Theater
This is a bang up Bug
01:00 AM EDT on Tuesday, September 30, 2008

Agnes (Jackie Davis), left, and R.C. (Marie Michaelle Saintil) chat in a Oklahoma City motel room in the Providence Black Repertory production of Bug.
Providence Black Repertory / Jori Ketten
One of the neat things about Bug, the latest offering from Providence Black Rep, is that it’s so ambiguous. Is Peter, the AWOL soldier, really the target of a government conspiracy? Is he being attacked by mind-controlling bugs? Or are he and Agnes, his waitress lover, delusional paranoids?
We never really know, even as this chilling play winds toward its gripping conclusion. But it sure is a lot of fun trying to figure it out.
Bug, written by Pulitzer Prize-winner Tracy Letts, author of the Broadway hit August: Osage County, is one of those plays that keeps you guessing, a thriller that pulls you deeper and deeper into a web of intrigue and suspense. And at Black Rep the cast and crew are doing a bang up job, giving a performance that keeps you on the edge of your seat, at least in the tense second act, when things really start to pop.
What begins as a possible infestation of bed bugs turns into a plot befitting an episode of The X Files.
The play, which was made into a movie starring Ashley Judd, is set in a seedy Oklahoma motel room where 27-year-old Peter is living with Agnes, a lonely divorcée in her mid-40s. Letts’ script suggests a white world, a place populated by red necks, ex-cons and poverty-stricken Okies. But director Megan Sandberg-Zakian has cast the play with mostly black actors from the company’s affiliate artist roster, and that gives this tale of people living on the edge a special potency.
It’s not hard to believe that people of color might be governmental guinea pigs. Or that lives so marginalized might end up dealing with psychological problems.
Anyway, Sandberg-Zakian has given us a Bug that builds slowly, in one soaring crescendo of fear and uncertainty. When we first meet Agnes, she is a strong self-assured type with a fondness for the crack pipe. Peter, who is homeless, shows up with a friend of Agnes’ and spends the night, sleeping on the floor. The two bond almost immediately, as Peter begins to share his fears about being watched.

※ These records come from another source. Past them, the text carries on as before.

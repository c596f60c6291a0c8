//! REST client for the monitoring backend.
//!
//! Wraps every endpoint the dashboard consumes.  Built on `reqwest`, so the
//! same client runs natively (server functions, tests) and in the browser
//! (where reqwest delegates to `fetch`).

use reqwest::{Method, RequestBuilder, Response};
use serde::de::DeserializeOwned;
use serde::Serialize;
use serde_json::Value;
use tracing::debug;

use crate::auth::{
    Ack, ForgotPasswordRequest, LoginRequest, LoginResponse, ResetPasswordRequest, SignupRequest,
    ValidateOtpRequest, VerifyCodeRequest,
};
use crate::calendar::{CalendarEvent, NewEvent};
use crate::error::{Error, Result};
use crate::history::{parse_series, TimeRange};
use crate::model::{Account, AccountDraft, Establishment, EstablishmentDraft};
use crate::notification::{NewNotification, Notification, NotificationScope};
use crate::sensor::{parse_latest, Reading, SensorKind};
use crate::session::SessionUser;

#[derive(Debug, Clone)]
pub struct BackendClient {
    http: reqwest::Client,
    base_url: String,
    token: Option<String>,
}

impl BackendClient {
    pub fn new(base_url: impl Into<String>) -> Self {
        Self {
            http: reqwest::Client::new(),
            base_url: base_url.into().trim_end_matches('/').to_string(),
            token: None,
        }
    }

    /// Attach the session token as a bearer credential on every request.
    pub fn with_token(mut self, token: Option<String>) -> Self {
        self.token = token;
        self
    }

    pub fn base_url(&self) -> &str {
        &self.base_url
    }

    fn request(&self, method: Method, path: &str) -> RequestBuilder {
        let rb = self.http.request(method, format!("{}{}", self.base_url, path));
        match &self.token {
            Some(token) => rb.bearer_auth(token),
            None => rb,
        }
    }

    async fn check(path: &str, resp: Response) -> Result<Response> {
        let status = resp.status();
        if status.is_success() {
            return Ok(resp);
        }
        let body = resp.text().await.unwrap_or_default();
        let message = serde_json::from_str::<Value>(&body)
            .ok()
            .and_then(|v| {
                ["message", "error"]
                    .iter()
                    .find_map(|k| v.get(*k).and_then(Value::as_str).map(str::to_string))
            })
            .unwrap_or_else(|| status.canonical_reason().unwrap_or("error").to_string());
        Err(Error::Status {
            status: status.as_u16(),
            path: path.to_string(),
            message,
        })
    }

    async fn send_json<T: DeserializeOwned>(&self, path: &str, rb: RequestBuilder) -> Result<T> {
        debug!("→ {path}");
        let resp = Self::check(path, rb.send().await?).await?;
        let text = resp.text().await?;
        serde_json::from_str(&text).map_err(|e| Error::Decode(format!("{path}: {e}")))
    }

    /// For endpoints whose body is irrelevant (or empty).
    async fn send_unit(&self, path: &str, rb: RequestBuilder) -> Result<()> {
        debug!("→ {path}");
        Self::check(path, rb.send().await?).await?;
        Ok(())
    }

    async fn get<T: DeserializeOwned>(&self, path: &str) -> Result<T> {
        self.send_json(path, self.request(Method::GET, path)).await
    }

    async fn post<B: Serialize + ?Sized, T: DeserializeOwned>(&self, path: &str, body: &B) -> Result<T> {
        self.send_json(path, self.request(Method::POST, path).json(body)).await
    }

    async fn put<B: Serialize + ?Sized, T: DeserializeOwned>(&self, path: &str, body: &B) -> Result<T> {
        self.send_json(path, self.request(Method::PUT, path).json(body)).await
    }

    async fn put_empty(&self, path: &str) -> Result<()> {
        self.send_unit(path, self.request(Method::PUT, path)).await
    }

    async fn delete(&self, path: &str) -> Result<()> {
        self.send_unit(path, self.request(Method::DELETE, path)).await
    }

    // ── sensors ──────────────────────────────────────────────────────

    pub async fn latest(&self) -> Result<std::collections::BTreeMap<SensorKind, Reading>> {
        let doc: Value = self.get("/api/sensors/latest").await?;
        Ok(parse_latest(&doc))
    }

    pub async fn series(&self, kind: SensorKind, range: TimeRange) -> Result<Vec<Reading>> {
        let path = format!("/data/{}/{}", kind.slug(), range.as_str());
        let doc: Value = self.get(&path).await?;
        Ok(parse_series(&doc))
    }

    // ── notifications ────────────────────────────────────────────────

    pub async fn notifications(&self, scope: &NotificationScope) -> Result<Vec<Notification>> {
        let path = scope.base_path();
        let doc: Value = self.get(&path).await?;
        let list = match doc {
            Value::Object(mut obj) => obj.remove("notifications").unwrap_or(Value::Array(vec![])),
            other => other,
        };
        serde_json::from_value(list).map_err(|e| Error::Decode(format!("{path}: {e}")))
    }

    pub async fn create_notification(&self, scope: &NotificationScope, n: &NewNotification) -> Result<Value> {
        self.post(&scope.base_path(), n).await
    }

    pub async fn mark_read(&self, scope: &NotificationScope, id: &str) -> Result<()> {
        self.put_empty(&format!("{}/{id}/read", scope.base_path())).await
    }

    pub async fn mark_all_read(&self, scope: &NotificationScope) -> Result<()> {
        self.put_empty(&format!("{}/read-all", scope.base_path())).await
    }

    pub async fn delete_notification(&self, scope: &NotificationScope, id: &str) -> Result<()> {
        self.delete(&format!("{}/{id}", scope.base_path())).await
    }

    pub async fn delete_all_notifications(&self, scope: &NotificationScope) -> Result<()> {
        self.delete(&scope.base_path()).await
    }

    /// Grant an access request.  The backend marks the requester verified.
    pub async fn approve(&self, id: &str) -> Result<()> {
        self.put_empty(&format!("{}/{id}/approve", NotificationScope::SuperAdmin.base_path()))
            .await
    }

    pub async fn decline(&self, id: &str) -> Result<()> {
        self.put_empty(&format!("{}/{id}/decline", NotificationScope::SuperAdmin.base_path()))
            .await
    }

    // ── accounts ─────────────────────────────────────────────────────

    pub async fn users(&self) -> Result<Vec<Account>> {
        self.get("/api/users").await
    }

    pub async fn create_user(&self, draft: &AccountDraft) -> Result<Account> {
        self.post("/api/users", draft).await
    }

    pub async fn update_user(&self, id: &str, draft: &AccountDraft) -> Result<Account> {
        self.put(&format!("/api/users/{id}"), draft).await
    }

    pub async fn delete_user(&self, id: &str) -> Result<()> {
        self.delete(&format!("/api/users/{id}")).await
    }

    pub async fn admins(&self) -> Result<Vec<Account>> {
        self.get("/admin").await
    }

    pub async fn create_admin(&self, draft: &AccountDraft) -> Result<Account> {
        self.post("/admin", draft).await
    }

    pub async fn update_admin(&self, id: &str, draft: &AccountDraft) -> Result<Account> {
        self.put(&format!("/admin/{id}"), draft).await
    }

    pub async fn delete_admin(&self, id: &str) -> Result<()> {
        self.delete(&format!("/admin/{id}")).await
    }

    // ── establishments ───────────────────────────────────────────────

    pub async fn establishments(&self) -> Result<Vec<Establishment>> {
        self.get("/api/establishments").await
    }

    pub async fn create_establishment(&self, draft: &EstablishmentDraft) -> Result<Establishment> {
        self.post("/api/establishments", draft).await
    }

    pub async fn update_establishment(
        &self,
        id: &str,
        draft: &EstablishmentDraft,
    ) -> Result<Establishment> {
        self.put(&format!("/api/establishments/{id}"), draft).await
    }

    pub async fn delete_establishment(&self, id: &str) -> Result<()> {
        self.delete(&format!("/api/establishments/{id}")).await
    }

    // ── calendar ─────────────────────────────────────────────────────

    pub async fn events(&self) -> Result<Vec<CalendarEvent>> {
        self.get("/events").await
    }

    pub async fn create_event(&self, event: &NewEvent) -> Result<CalendarEvent> {
        self.post("/events", event).await
    }

    pub async fn delete_event(&self, id: &str) -> Result<()> {
        self.delete(&format!("/events/{id}")).await
    }

    // ── auth ─────────────────────────────────────────────────────────

    pub async fn login(&self, req: &LoginRequest) -> Result<LoginResponse> {
        self.post("/login", req).await
    }

    pub async fn signup(&self, req: &SignupRequest) -> Result<SessionUser> {
        let doc: Value = self.post("/users", req).await?;
        // Some deployments wrap the created user as `{ user: {...} }`.
        let user = doc.get("user").cloned().unwrap_or(doc);
        serde_json::from_value(user).map_err(|e| Error::Decode(format!("/users: {e}")))
    }

    pub async fn verify_code(&self, req: &VerifyCodeRequest) -> Result<Ack> {
        self.post("/verify-code", req).await
    }

    pub async fn forgot_password(&self, req: &ForgotPasswordRequest) -> Result<Ack> {
        self.post("/api/forgot-password", req).await
    }

    pub async fn validate_otp(&self, req: &ValidateOtpRequest) -> Result<Ack> {
        self.post("/api/validate-otp", req).await
    }

    pub async fn reset_password(&self, req: &ResetPasswordRequest) -> Result<Ack> {
        self.post("/api/reset-password", req).await
    }
}

#[cfg(test)]
mod tests {
    use super::*;

    #[test]
    fn test_base_url_is_normalised() {
        let c = BackendClient::new("http://localhost:5000/");
        assert_eq!(c.base_url(), "http://localhost:5000");
    }
}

But rather than reason with him, Agnes, played by an increasingly agitated Jackie Davis, buys into Peter’s belief that the government has implanted an insect egg sac in his tooth and that he is being controlled by microscopic beings. In a fairly implausible twist, Agnes loses all sense of objectivity and becomes as paranoid as Peter.
But then Bug is in part a love story, a tale on one level about romantic entanglements and the way they affect us.
The other interesting transformation comes from Cedric Lilly’s Peter, a nervous, geeky guy who doesn’t fit in. At first Lilly’s goof-ball schtick seems a little forced, a little awkward. But as he becomes consumed with his obsession about bugs, he becomes this dramatic force, a crazed character who dominates the stage.
Hip-hop artist Raidge plays Agnes’ ex, Jerry Goss, with simmering discontent, a man whose anger can spill over at any moment. Jerry has just been released from prison after serving a sentence for armed robbery and now he is back in Agnes’ life, looking for a place to stay and some spending money. He just might be the breather who keeps calling her on the phone. And in some ways he’s the sanest of the lot.
Marie Michaelle Saintil is Agnes’ skeptical gay friend RC, and Bob Jaffe is terrific as spooky Dr. Sweet, the psychiatrist who shows up to bring Peter back to the hospital where he was confined for years.
Jaffe plays the role in a campy, highly stylized fashion, with shifty eyes, and deliberate gestures. But it works, making him seem all the more quirky, mysterious, and a little comic.
This show is not for the squeamish, though. There is plenty of blood and gore, thanks to the makeup magic of Michael Dates, a recent Los Angeles transplant who also does hairstyling. At one point, Lilly lifts up his shirt and reveals a body covered with oozing sores, presumably the result of his run-in with bugs.
There is also a gruesome scene where Lilly pulls a tooth with a pair of pliers. And there is a bloody knifing at another point.
It is for this reason and some salty language that Bug is recommended for mature audiences.
Other realistic touches include the sound of cars whizzing by the open door of the motel room and the chugging of a helicopter heard overhead, as though the place were under surveillance. And that only adds to the sense of dread.